● REQUIRED ACTION
Could you copy every line in the listing below that has the word "ArticleDto"?

● RECORDS TO PROCESS

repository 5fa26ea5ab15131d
use serde::{Deserialize, Serialize};

#[derive(Deserialize)]
pub struct ScrapeRequest {
    #[serde(default)]
    pub url: Option<String>,
}

impl ScrapeRequest {
    /// The trimmed URL, or `None` when it is absent or blank.
    pub fn target_url(&self) -> Option<&str> {
        self.url.as_deref().map(str::trim).filter(|url| !url.is_empty())
    }
}

#[derive(Serialize)]
pub struct ScrapeResponse {
    pub summary: Vec<String>,
}
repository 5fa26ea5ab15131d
use axum::{
    response::{IntoResponse, Response},
    Json,
    http::StatusCode,
};
use serde::Serialize;

#[derive(Serialize)]
pub struct ErrorResponse {
    pub error: String,
}

#[derive(Debug, thiserror::Error)]
pub enum AppError {
    #[error("Missing URL")]
    MissingUrl,

    #[error("Invalid request body: {0}")]
    InvalidBody(String),

    #[error("{0}")]
    Fetch(String),

    #[error("Missing Gemini API key in .env file.")]
    MissingApiKey,

    #[error("Rate limit exceeded after {attempts} {}", attempt_noun(.attempts))]
    RateLimited { attempts: u32 },

    #[error("{0}")]
    Summarize(String),

    #[error("Failed to generate summary.")]
    MalformedSummary,

    #[error("Configuration error: {0}")]
    Config(String),

    #[error("Failed to create HTTP client: {0}")]
    ClientBuild(String),
}

fn attempt_noun(attempts: &u32) -> &'static str {
    if *attempts == 1 { "attempt" } else { "attempts" }
}

impl AppError {
    pub fn status(&self) -> StatusCode {
        match self {
            AppError::MissingUrl | AppError::InvalidBody(_) => StatusCode::BAD_REQUEST,
            _ => StatusCode::INTERNAL_SERVER_ERROR,
        }
    }

    /// Message shown to callers. Pipeline failures carry the `Error:` prefix,
    /// request validation failures do not.
    pub fn user_message(&self) -> String {
        match self {
            AppError::MissingUrl | AppError::InvalidBody(_) => self.to_string(),
            _ => format!("Error: {}", self),
        }
    }
}

impl IntoResponse for AppError {
    fn into_response(self) -> Response {
        let body = Json(ErrorResponse {
            error: self.user_message(),
        });

        (self.status(), body).into_response()
    }
}

impl From<reqwest::Error> for AppError {
    fn from(err: reqwest::Error) -> Self {
        AppError::Fetch(err.to_string())
    }
}

pub type Result<T> = std::result::Result<T, AppError>;
use axum::Json;
use axum::http::StatusCode;
use axum::response::Html;

use crate::api::models::ScrapeResponse;

const LANDING_PAGE: &str = include_str!("../../static/index.html");

pub fn success(summary: Vec<String>) -> (StatusCode, Json<ScrapeResponse>) {
    (StatusCode::OK, Json(ScrapeResponse { summary }))
}

pub fn landing_page() -> Html<&'static str> {
    Html(LANDING_PAGE)
}
pub mod models;
pub mod response;
pub mod routes;
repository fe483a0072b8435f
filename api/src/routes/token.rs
use actix_web::{web, HttpResponse};
use validator::Validate;

use blog_core::repositories::{ArticleRepository, RefreshTokenRepository, UserRepository};

use crate::dto::{CreateAccessTokenRequest, CreateAccessTokenResponse};
use crate::handlers::{handle_domain_error, handle_validation_error};

use super::AppState;

/// Handler for POST /api/token
///
/// Exchanges a refresh token for a new access token.
///
/// # Request Body
///
/// ```json
/// { "refreshToken": "eyJ..." }
/// ```
///
/// # Response
///
/// ## Success (201 Created)
/// ```json
/// { "accessToken": "eyJ..." }
/// ```
///
/// ## Errors
/// - 400 Bad Request: Invalid, expired or unknown refresh token, or its owner no longer exists
pub async fn create_new_access_token<U, R, A>(
    state: web::Data<AppState<U, R, A>>,
    request: web::Json<CreateAccessTokenRequest>,
) -> HttpResponse
where
    U: UserRepository + 'static,
    R: RefreshTokenRepository + 'static,
    A: ArticleRepository + 'static,
{
    if let Err(errors) = request.validate() {
        return handle_validation_error(errors);
    }

    match state
        .refresh_service
        .create_new_access_token(&request.refresh_token)
        .await
    {
        Ok(access_token) => {
            HttpResponse::Created().json(CreateAccessTokenResponse { access_token })
        }
        Err(error) => handle_domain_error(error),
    }
}
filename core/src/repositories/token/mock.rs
//! In-memory implementation of RefreshTokenRepository for tests and local runs

use async_trait::async_trait;
use std::collections::HashMap;
use std::sync::Arc;
use tokio::sync::RwLock;

use crate::domain::entities::token::RefreshToken;
use crate::domain::entities::user::UserId;
use crate::errors::DomainError;

use super::r#trait::RefreshTokenRepository;

/// Mock refresh token repository keyed by user id
#[derive(Clone)]
pub struct MockRefreshTokenRepository {
    tokens: Arc<RwLock<HashMap<UserId, RefreshToken>>>,
    next_id: Arc<RwLock<i64>>,
}

impl MockRefreshTokenRepository {
    /// Create a new mock repository
    pub fn new() -> Self {
        Self {
            tokens: Arc::new(RwLock::new(HashMap::new())),
            next_id: Arc::new(RwLock::new(1)),
        }
    }

    /// Number of stored records
    pub async fn len(&self) -> usize {
        self.tokens.read().await.len()
    }
}

impl Default for MockRefreshTokenRepository {
    fn default() -> Self {
        Self::new()
    }
}

#[async_trait]
impl RefreshTokenRepository for MockRefreshTokenRepository {
    async fn find_by_refresh_token(&self, refresh_token: &str) -> Result<Option<RefreshToken>, DomainError> {
        let tokens = self.tokens.read().await;
        Ok(tokens
            .values()
            .find(|t| t.refresh_token == refresh_token)
            .cloned())
    }

    async fn find_by_user_id(&self, user_id: UserId) -> Result<Option<RefreshToken>, DomainError> {
        let tokens = self.tokens.read().await;
        Ok(tokens.get(&user_id).cloned())
    }

    async fn save(&self, mut token: RefreshToken) -> Result<RefreshToken, DomainError> {
        let mut tokens = self.tokens.write().await;

        match tokens.get_mut(&token.user_id) {
            Some(existing) => {
                existing.update(token.refresh_token, token.expires_at);
                Ok(existing.clone())
            }
            None => {
                let mut next_id = self.next_id.write().await;
                token.id = *next_id;
                *next_id += 1;
                tokens.insert(token.user_id, token.clone());
                Ok(token)
            }
        }
    }
}
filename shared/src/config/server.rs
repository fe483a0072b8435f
//! `[server]` section

use serde::{Deserialize, Serialize};
use std::time::Duration;

/// Settings handed to `actix_web::HttpServer`
#[derive(Debug, Clone, Deserialize, Serialize)]
#[serde(default)]
pub struct ServerConfig {
    pub host: String,
    pub port: u16,

    /// Worker count; 0 keeps actix's default of one per physical core
    pub workers: usize,

    /// Keep-alive for idle client connections, in seconds
    pub keep_alive_secs: u64,

    /// Grace period for in-flight requests on shutdown, in seconds
    pub shutdown_timeout_secs: u64,
}

impl Default for ServerConfig {
    fn default() -> Self {
        Self {
            host: "127.0.0.1".to_string(),
            port: 8080,
            workers: 0,
            keep_alive_secs: 5,
            shutdown_timeout_secs: 30,
        }
    }
}

impl ServerConfig {
    /// `host:port` for `HttpServer::bind`
    pub fn bind_address(&self) -> String {
        format!("{}:{}", self.host, self.port)
    }

    pub fn keep_alive(&self) -> Duration {
        Duration::from_secs(self.keep_alive_secs)
    }
}

#[cfg(test)]
mod tests {
    use super::*;

    #[test]
    fn test_bind_address() {
        let config = ServerConfig {
            host: "0.0.0.0".to_string(),
            port: 9090,
            ..Default::default()
        };
        assert_eq!(config.bind_address(), "0.0.0.0:9090");
        assert_eq!(config.keep_alive(), Duration::from_secs(5));
    }
}
pub mod r#trait {
    pub use super::trait_::*;
}
#[path = "trait.rs"]
mod trait_;
pub mod mock;

pub use r#trait::UserRepository;
pub use mock::MockUserRepository;
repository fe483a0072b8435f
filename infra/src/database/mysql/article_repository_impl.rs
//! MySQL implementation of the ArticleRepository trait.

use async_trait::async_trait;
use chrono::Utc;
use sqlx::mysql::MySqlRow;
use sqlx::MySqlPool;

use blog_core::domain::entities::article::{Article, NewArticle};
use blog_core::errors::DomainError;
use blog_core::repositories::ArticleRepository;

use super::column;
use crate::InfrastructureError;

/// MySQL implementation of ArticleRepository over the `article` table
pub struct MySqlArticleRepository {
    pool: MySqlPool,
}

impl MySqlArticleRepository {
    pub fn new(pool: MySqlPool) -> Self {
        Self { pool }
    }

    fn row_to_article(row: &MySqlRow) -> Result<Article, InfrastructureError> {
        Ok(Article {
            id: column(row, "id")?,
            title: column(row, "title")?,
            content: column(row, "content")?,
            created_at: column(row, "created_at")?,
            updated_at: column(row, "updated_at")?,
        })
    }
}

#[async_trait]
impl ArticleRepository for MySqlArticleRepository {
    async fn save(&self, article: NewArticle) -> Result<Article, DomainError> {
        let now = Utc::now();

        let result = sqlx::query(
            "INSERT INTO article (title, content, created_at, updated_at) VALUES (?, ?, ?, ?)",
        )
        .bind(&article.title)
        .bind(&article.content)
        .bind(now)
        .bind(now)
        .execute(&self.pool)
        .await
        .map_err(InfrastructureError::from)?;

        Ok(Article {
            id: result.last_insert_id() as i64,
            title: article.title,
            content: article.content,
            created_at: now,
            updated_at: now,
        })
    }

    async fn find_all(&self) -> Result<Vec<Article>, DomainError> {
        let rows = sqlx::query(
            "SELECT id, title, content, created_at, updated_at FROM article ORDER BY id",
        )
        .fetch_all(&self.pool)
        .await
        .map_err(InfrastructureError::from)?;

        tracing::debug!(count = rows.len(), "Loaded articles");

        Ok(rows
            .iter()
            .map(Self::row_to_article)
            .collect::<Result<Vec<_>, _>>()?)
    }

    async fn find_by_id(&self, id: i64) -> Result<Option<Article>, DomainError> {
        let row = sqlx::query(
            "SELECT id, title, content, created_at, updated_at FROM article WHERE id = ? LIMIT 1",
        )
        .bind(id)
        .fetch_optional(&self.pool)
        .await
        .map_err(InfrastructureError::from)?;

        Ok(row.as_ref().map(Self::row_to_article).transpose()?)
    }

    async fn update(&self, article: Article) -> Result<Article, DomainError> {
        let result = sqlx::query(
            "UPDATE article SET title = ?, content = ?, updated_at = ? WHERE id = ?",
        )
        .bind(&article.title)
        .bind(&article.content)
        .bind(article.updated_at)
        .bind(article.id)
        .execute(&self.pool)
        .await
        .map_err(InfrastructureError::from)?;

        if result.rows_affected() == 0 && self.find_by_id(article.id).await?.is_none() {
            return Err(DomainError::not_found(article.id));
        }

        Ok(article)
    }

    async fn delete_by_id(&self, id: i64) -> Result<bool, DomainError> {
        let result = sqlx::query("DELETE FROM article WHERE id = ?")
            .bind(id)
            .execute(&self.pool)
            .await
            .map_err(InfrastructureError::from)?;

        Ok(result.rows_affected() > 0)
    }
}
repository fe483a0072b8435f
pub mod auth;
pub mod cors;

pub use auth::*;
pub use cors::*;
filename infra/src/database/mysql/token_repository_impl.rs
//! MySQL implementation of the RefreshTokenRepository trait.
//!
//! `refresh_token.user_id` carries a unique key, so a save for a user that
//! already has a row updates that row in place.

use async_trait::async_trait;
use sqlx::mysql::MySqlRow;
use sqlx::MySqlPool;

use blog_core::domain::entities::token::RefreshToken;
use blog_core::domain::entities::user::UserId;
use blog_core::errors::DomainError;
use blog_core::repositories::RefreshTokenRepository;

use super::column;
use crate::InfrastructureError;

const SELECT_COLUMNS: &str = "SELECT id, user_id, refresh_token, expires_at FROM refresh_token";

/// MySQL implementation of RefreshTokenRepository
pub struct MySqlRefreshTokenRepository {
    /// Database connection pool
    pool: MySqlPool,
}

impl MySqlRefreshTokenRepository {
    /// Create a new MySQL refresh token repository
    pub fn new(pool: MySqlPool) -> Self {
        Self { pool }
    }

    /// Convert database row to RefreshToken entity
    fn row_to_token(row: &MySqlRow) -> Result<RefreshToken, InfrastructureError> {
        Ok(RefreshToken {
            id: column(row, "id")?,
            user_id: column(row, "user_id")?,
            refresh_token: column(row, "refresh_token")?,
            expires_at: column(row, "expires_at")?,
        })
    }
}

#[async_trait]
impl RefreshTokenRepository for MySqlRefreshTokenRepository {
    async fn find_by_refresh_token(&self, refresh_token: &str) -> Result<Option<RefreshToken>, DomainError> {
        let row = sqlx::query(&format!("{} WHERE refresh_token = ? LIMIT 1", SELECT_COLUMNS))
            .bind(refresh_token)
            .fetch_optional(&self.pool)
            .await
            .map_err(InfrastructureError::from)?;

        Ok(row.as_ref().map(Self::row_to_token).transpose()?)
    }

    async fn find_by_user_id(&self, user_id: UserId) -> Result<Option<RefreshToken>, DomainError> {
        let row = sqlx::query(&format!("{} WHERE user_id = ? LIMIT 1", SELECT_COLUMNS))
            .bind(user_id)
            .fetch_optional(&self.pool)
            .await
            .map_err(InfrastructureError::from)?;

        Ok(row.as_ref().map(Self::row_to_token).transpose()?)
    }

    async fn save(&self, token: RefreshToken) -> Result<RefreshToken, DomainError> {
        sqlx::query(
            r#"
            INSERT INTO refresh_token (user_id, refresh_token, expires_at)
            VALUES (?, ?, ?)
            ON DUPLICATE KEY UPDATE
                refresh_token = VALUES(refresh_token),
                expires_at = VALUES(expires_at)
            "#,
        )
        .bind(token.user_id)
        .bind(&token.refresh_token)
        .bind(token.expires_at)
        .execute(&self.pool)
        .await
        .map_err(InfrastructureError::from)?;

        tracing::debug!(user_id = token.user_id, "Stored refresh token");

        self.find_by_user_id(token.user_id).await?.ok_or_else(|| {
            DomainError::Internal {
                message: format!("Refresh token for user {} vanished after save", token.user_id),
            }
        })
    }
}
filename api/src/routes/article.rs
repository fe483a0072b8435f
//! Article endpoints; every handler runs behind `JwtAuth`

use actix_web::{web, HttpResponse};
use validator::Validate;

use blog_core::repositories::{ArticleRepository, RefreshTokenRepository, UserRepository};

use crate::dto::{AddArticleRequest, ArticleDto, ArticleResponse, UpdateArticleRequest};
use crate::handlers::{handle_domain_error, handle_validation_error};
use crate::middleware::auth::AuthContext;

use super::AppState;

/// POST /api/articles
pub async fn add_article<U, R, A>(
    state: web::Data<AppState<U, R, A>>,
    auth: AuthContext,
    request: web::Json<AddArticleRequest>,
) -> HttpResponse
where
    U: UserRepository + 'static,
    R: RefreshTokenRepository + 'static,
    A: ArticleRepository + 'static,
{
    if let Err(errors) = request.validate() {
        return handle_validation_error(errors);
    }

    tracing::debug!(user_id = ?auth.user_id, "Creating article");

    match state.blog_service.save(request.into_inner().into()).await {
        Ok(article) => HttpResponse::Created().json(ArticleDto::from(article)),
        Err(error) => handle_domain_error(error),
    }
}

/// GET /api/articles
pub async fn find_all_articles<U, R, A>(
    state: web::Data<AppState<U, R, A>>,
    _auth: AuthContext,
) -> HttpResponse
where
    U: UserRepository + 'static,
    R: RefreshTokenRepository + 'static,
    A: ArticleRepository + 'static,
{
    match state.blog_service.find_all().await {
        Ok(articles) => HttpResponse::Ok().json(
            articles
                .into_iter()
                .map(ArticleResponse::from)
                .collect::<Vec<_>>(),
        ),
        Err(error) => handle_domain_error(error),
    }
}

/// GET /api/articles/{id}
pub async fn find_article<U, R, A>(
    state: web::Data<AppState<U, R, A>>,
    _auth: AuthContext,
    path: web::Path<i64>,
) -> HttpResponse
where
    U: UserRepository + 'static,
    R: RefreshTokenRepository + 'static,
    A: ArticleRepository + 'static,
{
    match state.blog_service.find_by_id(path.into_inner()).await {
        Ok(article) => HttpResponse::Ok().json(ArticleResponse::from(article)),
        Err(error) => handle_domain_error(error),
    }
}

/// DELETE /api/articles/{id}
pub async fn delete_article<U, R, A>(
    state: web::Data<AppState<U, R, A>>,
    auth: AuthContext,
    path: web::Path<i64>,
) -> HttpResponse
where
    U: UserRepository + 'static,
    R: RefreshTokenRepository + 'static,
    A: ArticleRepository + 'static,
{
    let id = path.into_inner();
    tracing::debug!(user_id = ?auth.user_id, article_id = id, "Deleting article");

    match state.blog_service.delete(id).await {
        Ok(()) => HttpResponse::Ok().finish(),
        Err(error) => handle_domain_error(error),
    }
}

/// PUT /api/articles/{id}
pub async fn update_article<U, R, A>(
    state: web::Data<AppState<U, R, A>>,
    _auth: AuthContext,
    path: web::Path<i64>,
    request: web::Json<UpdateArticleRequest>,
) -> HttpResponse
where
    U: UserRepository + 'static,
    R: RefreshTokenRepository + 'static,
    A: ArticleRepository + 'static,
{
    if let Err(errors) = request.validate() {
        return handle_validation_error(errors);
    }

    match state
        .blog_service
        .update(path.into_inner(), request.into_inner().into())
        .await
    {
        Ok(article) => HttpResponse::Ok().json(ArticleDto::from(article)),
        Err(error) => handle_domain_error(error),
    }
}
use actix_web::{web, HttpResponse};
use validator::Validate;

use blog_core::repositories::{ArticleRepository, RefreshTokenRepository, UserRepository};

use crate::dto::{AddUserRequest, AddUserResponse, LoginRequest, LoginResponse};
use crate::handlers::{handle_domain_error, handle_validation_error};

use super::AppState;

/// Handler for POST /user
///
/// Registers a user and returns `201 {"id": ...}`. A taken email is a 409.
pub async fn signup<U, R, A>(
    state: web::Data<AppState<U, R, A>>,
    request: web::Json<AddUserRequest>,
) -> HttpResponse
where
    U: UserRepository + 'static,
    R: RefreshTokenRepository + 'static,
    A: ArticleRepository + 'static,
{
    if let Err(errors) = request.validate() {
        return handle_validation_error(errors);
    }

    match state.auth_service.signup(&request.email, &request.password).await {
        Ok(id) => HttpResponse::Created().json(AddUserResponse { id }),
        Err(error) => handle_domain_error(error),
    }
}

/// Handler for POST /api/login
///
/// Returns `{"accessToken": ..., "refreshToken": ...}`. Bad credentials are a 401.
pub async fn login<U, R, A>(
    state: web::Data<AppState<U, R, A>>,
    request: web::Json<LoginRequest>,
) -> HttpResponse
where
    U: UserRepository + 'static,
    R: RefreshTokenRepository + 'static,
    A: ArticleRepository + 'static,
{
    if let Err(errors) = request.validate() {
        return handle_validation_error(errors);
    }

    match state.auth_service.login(&request.email, &request.password).await {
        Ok(pair) => HttpResponse::Ok().json(LoginResponse::from(pair)),
        Err(error) => handle_domain_error(error),
    }
}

● SOLUTION TO THE EXERCISE
use crate::dto::{AddArticleRequest, ArticleDto, ArticleResponse, UpdateArticleRequest};
        Ok(article) => HttpResponse::Created().json(ArticleDto::from(article)),
        Ok(article) => HttpResponse::Ok().json(ArticleDto::from(article)),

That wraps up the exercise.